Genominformatik, Universität Duisburg-Essen/Universitätsklinikum, Germany.
IEEE/ACM Trans Comput Biol Bioinform. 2013 Jan-Feb;10(1):26-36. doi: 10.1109/TCBB.2012.143.
We present a mathematical model and exact algorithm for optimally aligning protein structures using the DALI scoring model. This scoring model is based on comparing the interresidue distance matrices of proteins and is used in the popular DALI software tool, a heuristic method for protein structure alignment. Our model and algorithm extend an integer linear programming approach that has been previously applied for the related, but simpler, contact map overlap problem. To this end, we introduce a novel type of constraint that handles negative score values and relax it in a Lagrangian fashion. The new algorithm, which we call DALIX, is applicable to any distance matrix-based scoring scheme. We also review options that allow to consider fewer pairs of interresidue distances explicitly because their large number hinders the optimization process. Using four known data sets of varying structural similarity, we compute many provably score-optimal DALI alignments. This allowed, for the first time, to evaluate the DALI heuristic in sound mathematical terms. The results indicate that DALI usually computes optimal or close to optimal alignments. However, we detect a subset of small proteins for which DALI fails to generate any significant alignment, although such alignments do exist.
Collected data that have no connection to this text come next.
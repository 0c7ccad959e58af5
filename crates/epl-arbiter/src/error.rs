//! Arbiter error types.

use chrono::{DateTime, Utc};
use rust_decimal::Decimal;
use thiserror::Error;

/// Reasons a candidate is rejected before entering the pipeline.
#[derive(Debug, Clone, PartialEq, Error)]
pub enum ValidationError {
    #[error("candidate id is empty")]
    EmptyId,

    #[error("symbol is empty")]
    EmptySymbol,

    #[error("invalid symbol {symbol:?}: {reason}")]
    InvalidSymbol { symbol: String, reason: String },

    #[error("confidence {0} outside [0, 1]")]
    ConfidenceOutOfRange(Decimal),

    #[error("quality score {0} outside [0, 100]")]
    QualityOutOfRange(Decimal),

    #[error("indicator names must not be blank")]
    BlankIndicator,

    #[error("created_at {created_at} is more than {max_skew_ms}ms in the future")]
    FutureTimestamp {
        created_at: DateTime<Utc>,
        max_skew_ms: i64,
    },

    #[error("created_at {created_at} is more than {max_age_secs}s in the past")]
    StaleTimestamp {
        created_at: DateTime<Utc>,
        max_age_secs: i64,
    },
}

impl ValidationError {
    /// Short field name for logs and metrics.
    pub fn field(&self) -> &'static str {
        match self {
            Self::EmptyId => "id",
            Self::EmptySymbol | Self::InvalidSymbol { .. } => "symbol",
            Self::ConfidenceOutOfRange(_) => "confidence",
            Self::QualityOutOfRange(_) => "quality_score",
            Self::BlankIndicator => "indicators",
            Self::FutureTimestamp { .. } | Self::StaleTimestamp { .. } => "created_at",
        }
    }
}
//! Periodic decision statistics summary.
//!
//! Reads the process-wide Prometheus collectors and logs:
//! - candidate admission counts (admitted / duplicate / invalid)
//! - decision distribution by action and by priority
//! - channel delivery success rate
//! - immediate dissemination latency per tier (P50/P95/P99)

use crate::metrics::{
    CANDIDATES_TOTAL, CHANNEL_DELIVERIES_TOTAL, DECISIONS_TOTAL, DISPATCH_LATENCY_MS,
};
use chrono::{DateTime, Utc};
use epl_core::{Action, ChannelKind, Priority};
use prometheus::core::Collector;
use serde::Serialize;
use std::collections::BTreeMap;
use tracing::info;

/// Latency percentiles for one dissemination tier.
#[derive(Debug, Clone, Serialize)]
pub struct TierLatency {
    pub tier: String,
    pub samples: u64,
    pub p50_ms: f64,
    pub p95_ms: f64,
    pub p99_ms: f64,
}

/// Snapshot of the collectors, suitable for logging or JSON output.
#[derive(Debug, Clone, Serialize)]
pub struct DecisionStatsSummary {
    pub since: DateTime<Utc>,
    pub admitted: u64,
    pub duplicates: u64,
    pub invalid: u64,
    pub by_action: BTreeMap<String, u64>,
    pub by_priority: BTreeMap<String, u64>,
    pub deliveries_ok: u64,
    pub deliveries_failed: u64,
    pub tier_latency: Vec<TierLatency>,
}

impl DecisionStatsSummary {
    /// Fraction of seen candidates filtered as duplicates.
    pub fn duplicate_rate(&self) -> f64 {
        let seen = self.admitted + self.duplicates + self.invalid;
        if seen == 0 {
            0.0
        } else {
            self.duplicates as f64 / seen as f64
        }
    }

    /// Fraction of delivery attempts that succeeded.
    pub fn delivery_success_rate(&self) -> f64 {
        let total = self.deliveries_ok + self.deliveries_failed;
        if total == 0 {
            1.0
        } else {
            self.deliveries_ok as f64 / total as f64
        }
    }
}

/// Decision statistics reporter.
pub struct DecisionStatsReporter {
    start_time: DateTime<Utc>,
}

impl DecisionStatsReporter {
    pub fn new() -> Self {
        Self {
            start_time: Utc::now(),
        }
    }

    /// Collect current statistics.
    pub fn summary(&self) -> DecisionStatsSummary {
        let admitted = counter_value(&CANDIDATES_TOTAL, &["admitted"]);
        let duplicates = counter_value(&CANDIDATES_TOTAL, &["duplicate"]);
        let invalid = counter_value(&CANDIDATES_TOTAL, &["invalid"]);

        let mut by_action = BTreeMap::new();
        let mut by_priority = BTreeMap::new();
        for action in Action::ALL {
            for priority in Priority::ALL {
                let n = counter_value(&DECISIONS_TOTAL, &[action.as_str(), priority.as_str()]);
                *by_action.entry(action.as_str().to_string()).or_insert(0) += n;
                *by_priority.entry(priority.as_str().to_string()).or_insert(0) += n;
            }
        }

        let mut deliveries_ok = 0;
        let mut deliveries_failed = 0;
        for channel in ChannelKind::ALL {
            deliveries_ok += counter_value(&CHANNEL_DELIVERIES_TOTAL, &[channel.as_str(), "delivered"]);
            deliveries_failed +=
                counter_value(&CHANNEL_DELIVERIES_TOTAL, &[channel.as_str(), "failed"]);
        }

        let tier_latency = Priority::ALL
            .iter()
            .map(|p| histogram_percentiles(&DISPATCH_LATENCY_MS, p.as_str()))
            .collect();

        DecisionStatsSummary {
            since: self.start_time,
            admitted,
            duplicates,
            invalid,
            by_action,
            by_priority,
            deliveries_ok,
            deliveries_failed,
            tier_latency,
        }
    }

    /// Output statistics to logs.
    pub fn output_summary(&self) {
        let s = self.summary();
        let duration = Utc::now() - self.start_time;
        let hours = duration.num_hours();
        let minutes = duration.num_minutes() % 60;

        info!("========== Decision Statistics Summary ==========");
        info!(
            "Period: {} ({} hours {} minutes)",
            self.start_time.format("%Y-%m-%d %H:%M:%S UTC"),
            hours,
            minutes
        );
        info!(
            "  Candidates: admitted={}, duplicates={}, invalid={} (dup rate {:.2}%)",
            s.admitted,
            s.duplicates,
            s.invalid,
            s.duplicate_rate() * 100.0
        );
        for (action, n) in &s.by_action {
            info!("  Action {}: {}", action, n);
        }
        for (priority, n) in &s.by_priority {
            info!("  Priority {}: {}", priority, n);
        }
        info!(
            "  Deliveries: ok={}, failed={} (success {:.2}%)",
            s.deliveries_ok,
            s.deliveries_failed,
            s.delivery_success_rate() * 100.0
        );
        for t in &s.tier_latency {
            if t.samples > 0 {
                info!(
                    "  Dispatch {} (ms): P50={:.2}, P95={:.2}, P99={:.2} (n={})",
                    t.tier, t.p50_ms, t.p95_ms, t.p99_ms, t.samples
                );
            }
        }
        info!("=================================================");
    }
}

impl Default for DecisionStatsReporter {
    fn default() -> Self {
        Self::new()
    }
}

fn counter_value(counter: &prometheus::CounterVec, labels: &[&str]) -> u64 {
    counter.with_label_values(labels).get() as u64
}

/// Percentiles for one tier label of a histogram.
fn histogram_percentiles(histogram: &prometheus::HistogramVec, tier: &str) -> TierLatency {
    let empty = TierLatency {
        tier: tier.to_string(),
        samples: 0,
        p50_ms: 0.0,
        p95_ms: 0.0,
        p99_ms: 0.0,
    };

    for mf in histogram.collect() {
        for m in mf.get_metric() {
            let labels = m.get_label();
            if labels.len() != 1 || labels[0].get_value() != tier {
                continue;
            }

            let h = m.get_histogram();
            let count = h.get_sample_count();
            if count == 0 {
                return empty;
            }

            let buckets = h.get_bucket();
            return TierLatency {
                tier: tier.to_string(),
                samples: count,
                p50_ms: percentile_from_buckets(buckets, count, 0.50),
                p95_ms: percentile_from_buckets(buckets, count, 0.95),
                p99_ms: percentile_from_buckets(buckets, count, 0.99),
            };
        }
    }
    empty
}

/// Percentile by linear interpolation within cumulative buckets.
fn percentile_from_buckets(
    buckets: &[prometheus::proto::Bucket],
    total_count: u64,
    percentile: f64,
) -> f64 {
    let target = (total_count as f64 * percentile).ceil() as u64;
    let mut prev_bound = 0.0;
    let mut prev_count = 0u64;

    for bucket in buckets {
        let upper_bound = bucket.get_upper_bound();
        let cumulative_count = bucket.get_cumulative_count();

        if cumulative_count >= target {
            let bucket_count = cumulative_count - prev_count;
            if bucket_count == 0 {
                return upper_bound;
            }
            let position = (target - prev_count) as f64 / bucket_count as f64;
            return prev_bound + position * (upper_bound - prev_bound);
        }

        prev_bound = upper_bound;
        prev_count = cumulative_count;
    }

    buckets.last().map(|b| b.get_upper_bound()).unwrap_or(0.0)
}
我们提出了一个数学模型和精确算法,用于使用 DALI 评分模型最优地对齐蛋白质结构。该评分模型基于比较蛋白质的残基间距离矩阵,用于流行的 DALI 软件工具,这是一种蛋白质结构对齐的启发式方法。我们的模型和算法扩展了一种整数线性规划方法,该方法先前已应用于相关但更简单的接触图重叠问题。为此,我们引入了一种新的约束类型,用于处理负评分值,并以拉格朗日方式对其进行松弛。我们称之为 DALIX 的新算法适用于任何基于距离矩阵的评分方案。我们还回顾了一些选项,这些选项允许更显式地考虑较少的残基间距离对,因为它们的数量很多会阻碍优化过程。使用四个具有不同结构相似性的已知数据集,我们计算了许多可证明得分最优的 DALI 对齐。这首次允许从合理的数学角度评估 DALI 启发式方法。结果表明,DALI 通常计算最佳或接近最佳的对齐。但是,我们检测到一小部分蛋白质,DALI 无法为其生成任何有意义的对齐,尽管确实存在这种对齐。